# Data shown:
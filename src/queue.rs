//! Durable FIFO job queue with lease-based claiming.

use std::sync::Arc;

use async_trait::async_trait;
use rusqlite::{params, OptionalExtension, TransactionBehavior};
use serde_json::Value;
use tracing::debug;

use crate::clock::Clock;
use crate::error::Result;
use crate::storage::Database;

#[derive(Debug, Clone, PartialEq)]
pub struct QueueItem {
    pub item_id: i64,
    pub data: Value,
    pub created: i64,
    pub expire: i64,
}

/// At-least-once queue bound to a single name.
#[async_trait]
pub trait JobQueue: Send + Sync {
    fn name(&self) -> &str;
    async fn create_item(&self, data: &Value) -> Result<i64>;
    /// Claims the oldest unclaimed (or lease-expired) item for `lease` seconds.
    async fn claim_item(&self, lease: i64) -> Result<Option<QueueItem>>;
    async fn delete_item(&self, item: &QueueItem) -> Result<()>;
    async fn release_item(&self, item: &QueueItem) -> Result<bool>;
    /// All items, claimed or not.
    async fn number_of_items(&self) -> Result<usize>;
    async fn delete_queue(&self) -> Result<()>;
    /// Clears every lease so an interrupted run can continue.
    async fn release_all(&self) -> Result<usize>;
}

/// Hands out queues by name.
pub trait QueueFactory: Send + Sync {
    fn queue(&self, name: &str) -> Arc<dyn JobQueue>;
}

pub struct SqliteQueue {
    db: Database,
    name: String,
    clock: Arc<dyn Clock>,
}

impl SqliteQueue {
    pub fn new(db: Database, name: impl Into<String>, clock: Arc<dyn Clock>) -> Self {
        Self {
            db,
            name: name.into(),
            clock,
        }
    }
}

#[async_trait]
impl JobQueue for SqliteQueue {
    fn name(&self) -> &str {
        &self.name
    }

    async fn create_item(&self, data: &Value) -> Result<i64> {
        let payload = serde_json::to_string(data)?;
        let conn = self.db.connection()?;
        conn.execute(
            "INSERT INTO sync_queue (name, data, expire, created) VALUES (?1, ?2, 0, ?3)",
            params![self.name, payload, self.clock.now()],
        )?;
        Ok(conn.last_insert_rowid())
    }

    async fn claim_item(&self, lease: i64) -> Result<Option<QueueItem>> {
        let now = self.clock.now();
        let mut conn = self.db.connection()?;
        let tx = conn.transaction_with_behavior(TransactionBehavior::Immediate)?;
        let candidate = tx
            .query_row(
                "SELECT item_id, data, created FROM sync_queue
                 WHERE name = ?1 AND (expire = 0 OR expire < ?2)
                 ORDER BY item_id ASC LIMIT 1",
                params![self.name, now],
                |row| {
                    Ok((
                        row.get::<_, i64>(0)?,
                        row.get::<_, String>(1)?,
                        row.get::<_, i64>(2)?,
                    ))
                },
            )
            .optional()?;
        let Some((item_id, data, created)) = candidate else {
            return Ok(None);
        };
        let expire = now + lease.max(1);
        tx.execute(
            "UPDATE sync_queue SET expire = ?1 WHERE item_id = ?2",
            params![expire, item_id],
        )?;
        tx.commit()?;
        debug!("Claimed job {} from {}", item_id, self.name);
        Ok(Some(QueueItem {
            item_id,
            data: serde_json::from_str(&data)?,
            created,
            expire,
        }))
    }

    async fn delete_item(&self, item: &QueueItem) -> Result<()> {
        let conn = self.db.connection()?;
        conn.execute(
            "DELETE FROM sync_queue WHERE item_id = ?1",
            params![item.item_id],
        )?;
        Ok(())
    }

    async fn release_item(&self, item: &QueueItem) -> Result<bool> {
        let conn = self.db.connection()?;
        let updated = conn.execute(
            "UPDATE sync_queue SET expire = 0 WHERE item_id = ?1",
            params![item.item_id],
        )?;
        Ok(updated > 0)
    }

    async fn number_of_items(&self) -> Result<usize> {
        let conn = self.db.connection()?;
        let count: i64 = conn.query_row(
            "SELECT COUNT(item_id) FROM sync_queue WHERE name = ?1",
            params![self.name],
            |row| row.get(0),
        )?;
        Ok(count as usize)
    }

    async fn delete_queue(&self) -> Result<()> {
        let conn = self.db.connection()?;
        let deleted = conn.execute("DELETE FROM sync_queue WHERE name = ?1", params![self.name])?;
        debug!("Purged {} job(s) from {}", deleted, self.name);
        Ok(())
    }

    async fn release_all(&self) -> Result<usize> {
        let conn = self.db.connection()?;
        let released = conn.execute(
            "UPDATE sync_queue SET expire = 0 WHERE name = ?1 AND expire <> 0",
            params![self.name],
        )?;
        Ok(released)
    }
}

pub struct SqliteQueueFactory {
    db: Database,
    clock: Arc<dyn Clock>,
}

impl SqliteQueueFactory {
    pub fn new(db: Database, clock: Arc<dyn Clock>) -> Self {
        Self { db, clock }
    }
}

impl QueueFactory for SqliteQueueFactory {
    fn queue(&self, name: &str) -> Arc<dyn JobQueue> {
        Arc::new(SqliteQueue::new(self.db.clone(), name, self.clock.clone()))
    }
}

# What to work on:
Copy every line of the records above that holds the word "updated".

# Solution to this exercise:
        let updated = conn.execute(
        Ok(updated > 0)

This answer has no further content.